Allocution de l'honorable Mike Harris premier ministre de l'Ontario

ALLOCUTION DE L'HONORABLE MIKE HARRIS
PREMIER MINISTRE DE L'ONTARIO

21 juillet 1995

Lors de mes voyages partout dans la province au cours des derniers mois, la population de l'Ontario m'a fait savoir ce qu'elle pense vraiment.

La province est sur la mauvaise voie et il est grand temps de remédier à la situation.

Cette inquiétude nous a été confirmée après les élections, lorsque le Conseil des ministres a été mis au courant pour la première fois de l'état dans lequel se trouvaient les finances publiques. Ce matin, nous voulons partager cette information avec vous.

Le situation financière de la province n'est pas reluisante. Elle est même dans un état critique.

Comme vous l'entendrez bientôt de la bouche même du ministre des Finances, le gouvernement précédent a laissé la province dans un état encore plus pitoyable qu'il ne l'avait indiqué en avril dans son exposé économique.

Nous avons appris que les recettes projetées en avril dans l'exposé économique du gouvernement NPD étaient gonglées. Les dépenses, quant à elles, sont de loin supérieures à ce qui a été publié et elles ont été comptabilisées inadéquatement.

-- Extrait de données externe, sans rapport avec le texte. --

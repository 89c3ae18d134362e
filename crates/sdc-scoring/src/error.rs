use thiserror::Error;

#[derive(Debug, Error)]
pub enum ScoringError {
    #[error("invalid scoring parameter `{field}`: {value}")]
    InvalidParam {
        field: &'static str,
        value: f32,
    },

    #[error("goal-seeking scoring needs a surface with a target position")]
    MissingTarget,
}

pub type ScoringResult<T> = Result<T, ScoringError>;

L'effet combiné des recettes exagérées et des dépenses incontrôlées signifie qu'au lieu de réduire le déficit, comme il prétend l'avoir fait, l'ancien gouvernement a légué aux Ontariennes et Ontariens un déficit plus imposant que celui de l'exercice précédent.

Pour un nouveau gouvernement comme le nôtre, il serait facile de montrer du doigt le désordre dont nous avons hérité, de consacrer tout notre temps la première année à faire des reproches et à blâmer les autres.

J'ai l'intention aujourd'hui de vous laisser savoir que nous avons compris le message que vous nous avez communiqué le 8 juin dernier. La population de l'Ontario ne nous a pas élus pour que nous nous croisions les bras.

Elle nous a fait savoir que le statut quo est inacceptable.

Il est inacceptable pour les hommes et les femmes qui travaillent et qui ont peine à joindre les deux bouts, alors que le gouvernement gaspille l'argent si durement gagné que les contribuables lui versent en impôts.

Il est inacceptable pour les parents qui sont inquiets de l'avenir de leurs enfants.

Il est inacceptable pour notre gouvernement.

Sans mesures de contrôle, les dépenses irresponsables de nos deux prédécesseurs mettent en danger la stabilité financière de notre province.

La population de l'Ontario nous a élus pour que nous changions le statut quo, apportions des solutions à nos problèmes et remettions la province sur la voie de la prospérité. Nous avons demandé à faire ce travail, on nous l'a accordé et nous en acceptons la responsabilité.

Dans quelques instants, mon collègue le ministre des Finances vous donnera les détails des mesures que nous prenons pour remettre les choses en ordre au cours des huit prochains mois de l'exercice.

Certaines de ces mesures ne plairont peut-être pas aux groupes d'intérêts spéciaux, mais les contribuables de la province comprendront qu'elles sont nécessaires parce que le gouvernement vit au-dessus de ses moyens.

Nous n'avons pas pris des décisions faciles, ni à la légère. Mais en travaillant ensemble et en misant sur les atouts de la province, l'Ontario sera en mesure d'atteindre son plein potentiel et d'assurer ainsi un avenir plus prometteur.

L'exercice visant à mettre de l'ordre dans nos finances n'est pas une fin en soi, mais plutôt un point de départ pour faire redémarrer notre économie et faire renaître les occasions de toutes sortes et la confiance dans notre province.

Nous, Ontariens et Ontariennes, avons tous un rôle à jouer. Nous devons tous faire des sacrifices si nous voulons tirer profit des avantages qui découleront d'une économie florissante.

Nous faisons des choix difficiles mais les choix que, de toute évidence, nous devons faire.

Les choix que nous devons faire pour faire renaître la confiance dans notre économie et créer des emplois.

Les choix que nous devons faire pour redonner l'espoir aux personnes qui sont sans emploi ou qui reçoivent de l'aide sociale.

Les choix que nous devons faire pour ouvrir des avenues à nos enfants.

Les choix que nous devons faire pour bâtir l'avenir que nous souhaitons et redonner un sentiment de fierté à l'endroit de notre province.

Je cède maintenant la parole au ministre des Finances, l'honorable Ernie Eves, qui vous donnera les détails des mesures annoncées aujourd'hui.